Secretary of the National Treasury
- In office 15 April 2018 – 15 July 2020
- Minister: Eduardo Guardia Paulo Guedes
- Preceded by: Ana Paula Vescovi
- Succeeded by: Bruno Funchal

Secretary of Economic Monitoring of the Ministry of Finance
- In office 17 May 2016 – 15 April 2018
- Minister: Henrique Meirelles Eduardo Guardia
- Succeeded by: Alexandre Manoel Angelo da Silva

Personal details
- Born: Mansueto Facundo de Almeida Júnior 20 September 1967 (age 58) Fortaleza, Ceará, Brazil
- Alma mater: Federal University of Ceará (B.Ec) University of São Paulo (M.Ec)
- Profession: Economist

= Mansueto Almeida =

Brazilian economist (born 1967)

Mansueto Facundo de Almeida Júnior (born 20 September 1967) is a Brazilian economist and businessman.

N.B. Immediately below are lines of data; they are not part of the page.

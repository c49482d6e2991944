//! Open-addressing hash table with linear probing.
//!
//! One generic table serves every registry in the engine: asset tables
//! keyed by name, the entity-type registry keyed by name, and the
//! per-type identity-to-slot index keyed by [`Identity`]. The key kind is
//! a trait bound instead of a runtime tag, so each instantiation is
//! checked at compile time.
//!
//! Capacity never drops below 17 and the load factor never exceeds 0.5
//! after an insertion: crossing it doubles the capacity and rehashes
//! every live entry before the new one is placed. Deletion compacts the
//! probe chain by backward-shifting, so lookups stay correct under
//! delete/insert churn.

use loam_foundation::{Error, Identity, Result};

use crate::array::GrowArray;

/// Smallest slot count a table ever has.
pub(crate) const MIN_CAPACITY: usize = 17;

/// A key kind the hash table can store.
///
/// Implemented for the three kinds in use: text ([`String`]), 64-bit
/// integers ([`u64`]), and 128-bit identities ([`Identity`]).
pub trait TableKey: Clone + Eq + std::fmt::Display {
    /// Hashes the key to a 64-bit value.
    ///
    /// Slot selection is `table_hash() % capacity` with linear probing;
    /// the hash itself must not depend on table state.
    fn table_hash(&self) -> u64;
}

impl TableKey for String {
    /// Multiplicative rolling hash over bytes (×33, seed 5381).
    fn table_hash(&self) -> u64 {
        hash_bytes(self.as_bytes())
    }
}

impl TableKey for u64 {
    /// Fixed-round avalanche mixer: xor-shift plus two large-odd-constant
    /// multiplications.
    fn table_hash(&self) -> u64 {
        mix_u64(*self)
    }
}

impl TableKey for Identity {
    /// Mixes each 64-bit half independently and combines with bitwise OR.
    fn table_hash(&self) -> u64 {
        let (lo, hi) = self.halves();
        mix_u64(lo) | mix_u64(hi)
    }
}

fn mix_u64(x: u64) -> u64 {
    let mut x = x;
    x = (x ^ (x >> 30)).wrapping_mul(0xbf58_476d_1ce4_e5b9);
    x = (x ^ (x >> 27)).wrapping_mul(0x94d0_49bb_1331_11eb);
    x ^ (x >> 31)
}

fn hash_bytes(bytes: &[u8]) -> u64 {
    let mut hash: u64 = 5381;
    for &byte in bytes {
        hash = hash
            .wrapping_shl(5)
            .wrapping_add(hash)
            .wrapping_add(u64::from(byte));
    }
    hash
}

/// A borrowed form that can probe a table keyed by `K`.
///
/// The lookup hash must agree with [`TableKey::table_hash`] on equal
/// keys; `str` hashes its bytes exactly as the owned `String` key does,
/// so name registries can be probed without allocating.
pub trait TableLookup<K>: std::fmt::Display {
    /// Hashes the borrowed key.
    fn lookup_hash(&self) -> u64;

    /// Tests the borrowed key against a stored key.
    fn matches(&self, key: &K) -> bool;
}

impl<K: TableKey> TableLookup<K> for K {
    fn lookup_hash(&self) -> u64 {
        self.table_hash()
    }

    fn matches(&self, key: &K) -> bool {
        self == key
    }
}

impl TableLookup<String> for str {
    fn lookup_hash(&self) -> u64 {
        hash_bytes(self.as_bytes())
    }

    fn matches(&self, key: &String) -> bool {
        key.as_str() == self
    }
}

/// One occupied slot: the key and its value, stored side by side.
#[derive(Clone, Debug)]
struct Slot<K, V> {
    key: K,
    value: V,
}

enum Probe {
    /// The key sits in this slot.
    Found(usize),
    /// The key is absent; probing ended at this free slot.
    Vacant(usize),
}

/// An associative map from one fixed key kind to fixed-size value slots.
///
/// See the module docs for the capacity, load-factor, and deletion
/// policies.
#[derive(Clone, Debug)]
pub struct HashTable<K: TableKey, V> {
    slots: GrowArray<Option<Slot<K, V>>>,
    live: usize,
}

impl<K: TableKey, V> HashTable<K, V> {
    /// Creates an empty table with the minimum capacity of 17 slots.
    #[must_use]
    pub fn new() -> Self {
        Self::with_capacity(MIN_CAPACITY)
    }

    /// Creates an empty table with at least `capacity` slots.
    ///
    /// The capacity is clamped up to the minimum of 17.
    #[must_use]
    pub fn with_capacity(capacity: usize) -> Self {
        let capacity = capacity.max(MIN_CAPACITY);
        let mut slots = GrowArray::new();
        slots.grow(capacity);
        Self { slots, live: 0 }
    }

    /// Returns the number of live entries.
    #[must_use]
    pub fn len(&self) -> usize {
        self.live
    }

    /// Returns true if the table holds no entries.
    #[must_use]
    pub fn is_empty(&self) -> bool {
        self.live == 0
    }

    /// Returns the slot count.
    #[must_use]
    pub fn capacity(&self) -> usize {
        self.slots.len()
    }

    /// Linear probe from the key's home slot.
    ///
    /// The table always has free slots (load factor <= 0.5), so probing
    /// terminates.
    fn probe<Q: TableLookup<K> + ?Sized>(&self, key: &Q) -> Probe {
        let capacity = self.slots.len();
        let mut index = (key.lookup_hash() % capacity as u64) as usize;
        loop {
            match &self.slots[index] {
                None => return Probe::Vacant(index),
                Some(slot) if key.matches(&slot.key) => return Probe::Found(index),
                Some(_) => index = (index + 1) % capacity,
            }
        }
    }

    /// Looks up the value for `key`. Read-only; never mutates the table.
    #[must_use]
    pub fn get<Q: TableLookup<K> + ?Sized>(&self, key: &Q) -> Option<&V> {
        match self.probe(key) {
            Probe::Found(index) => self.slots[index].as_ref().map(|slot| &slot.value),
            Probe::Vacant(_) => None,
        }
    }

    /// Looks up the value for `key`, mutably.
    pub fn get_mut<Q: TableLookup<K> + ?Sized>(&mut self, key: &Q) -> Option<&mut V> {
        match self.probe(key) {
            Probe::Found(index) => self.slots[index].as_mut().map(|slot| &mut slot.value),
            Probe::Vacant(_) => None,
        }
    }

    /// Returns true if the key is present.
    #[must_use]
    pub fn contains<Q: TableLookup<K> + ?Sized>(&self, key: &Q) -> bool {
        matches!(self.probe(key), Probe::Found(_))
    }

    /// Inserts `value` under `key` and returns a reference to its slot.
    ///
    /// A duplicate key is an error and leaves the table untouched. If the
    /// insertion would push the load factor past 0.5, the capacity
    /// doubles and every live entry is rehashed before the new one is
    /// placed.
    ///
    /// # Errors
    ///
    /// Returns [`Error::DuplicateKey`] if the key is already present.
    pub fn add(&mut self, key: K, value: V) -> Result<&mut V> {
        if (self.live + 1) * 2 > self.slots.len() {
            self.rehash(self.slots.len() * 2);
        }
        match self.probe(&key) {
            Probe::Found(_) => Err(Error::duplicate_key(key)),
            Probe::Vacant(index) => {
                self.live += 1;
                let slot = self.slots[index].insert(Slot { key, value });
                Ok(&mut slot.value)
            }
        }
    }

    /// Doubles into a fresh slot array, reinserting every live entry.
    fn rehash(&mut self, new_capacity: usize) {
        let mut new_slots: GrowArray<Option<Slot<K, V>>> = GrowArray::new();
        new_slots.grow(new_capacity);
        let old_slots = std::mem::replace(&mut self.slots, new_slots);
        for slot in old_slots {
            let Some(slot) = slot else { continue };
            let capacity = self.slots.len();
            let mut index = (slot.key.table_hash() % capacity as u64) as usize;
            while self.slots[index].is_some() {
                index = (index + 1) % capacity;
            }
            self.slots[index] = Some(slot);
        }
    }

    /// Removes the entry for `key`.
    ///
    /// The vacated slot is refilled by backward-shifting any later entry
    /// in the probe chain whose home slot precedes the hole, so no live
    /// key becomes unreachable.
    ///
    /// # Errors
    ///
    /// Returns [`Error::KeyNotFound`] if the key is absent; the table is
    /// untouched.
    pub fn del<Q: TableLookup<K> + ?Sized>(&mut self, key: &Q) -> Result<()> {
        let mut hole = match self.probe(key) {
            Probe::Found(index) => index,
            Probe::Vacant(_) => return Err(Error::key_not_found(key)),
        };
        let capacity = self.slots.len();
        self.slots[hole] = None;
        self.live -= 1;

        // Backward-shift compaction: walk the chain after the hole and
        // pull back every entry whose home slot does not lie in (hole, i].
        let mut index = hole;
        loop {
            index = (index + 1) % capacity;
            let home = match &self.slots[index] {
                None => break,
                Some(slot) => (slot.key.table_hash() % capacity as u64) as usize,
            };
            let in_between = if hole < index {
                hole < home && home <= index
            } else {
                home > hole || home <= index
            };
            if !in_between {
                let moved = self.slots[index].take();
                self.slots[hole] = moved;
                hole = index;
            }
        }
        Ok(())
    }

    /// Recovers the key for a value reference previously returned by
    /// [`HashTable::get`] or [`HashTable::add`].
    ///
    /// Used for diagnostics ("which registry name does this value belong
    /// to"). A reference that does not point into this table's slot
    /// storage is a logged no-op returning `None`.
    #[must_use]
    pub fn key_of(&self, value: &V) -> Option<&K> {
        let base = self.slots.as_slice().as_ptr() as usize;
        let addr = std::ptr::from_ref(value) as usize;
        let slot_size = std::mem::size_of::<Option<Slot<K, V>>>();
        let span = self.slots.len() * slot_size;
        if addr < base || addr >= base + span {
            log::warn!("key_of: value reference is not into this table");
            return None;
        }
        let index = (addr - base) / slot_size;
        self.slots[index].as_ref().map(|slot| &slot.key)
    }

    /// Marks every slot free and resets the live count.
    ///
    /// Capacity is kept. Entries are dropped in place.
    pub fn clear(&mut self) {
        for slot in self.slots.iter_mut() {
            *slot = None;
        }
        self.live = 0;
    }

    /// Iterates over live `(key, value)` pairs in slot order.
    pub fn iter(&self) -> impl Iterator<Item = (&K, &V)> {
        self.slots
            .iter()
            .filter_map(|slot| slot.as_ref().map(|slot| (&slot.key, &slot.value)))
    }
}

impl<K: TableKey, V> Default for HashTable<K, V> {
    fn default() -> Self {
        Self::new()
    }
}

In May 2016, the then-researcher at IPEA was invited by Minister Henrique Meirelles to join the economic team of the Ministry of Finance, initially taking on the position of Secretary of Economic Monitoring. In that Secretariat, he oversaw fiscal policy, a former responsibility of the National Treasury, in addition to handling the economic reform plans of Michel Temer's government. In January 2018, he became head of the Secretariat of Fiscal Monitoring. In April of the same year, he was appointed Secretary of the National Treasury, a position he held until July 2020. He is considered one of the country's leading experts on public accounts. He is currently a partner and chief economist at BTG Pactual.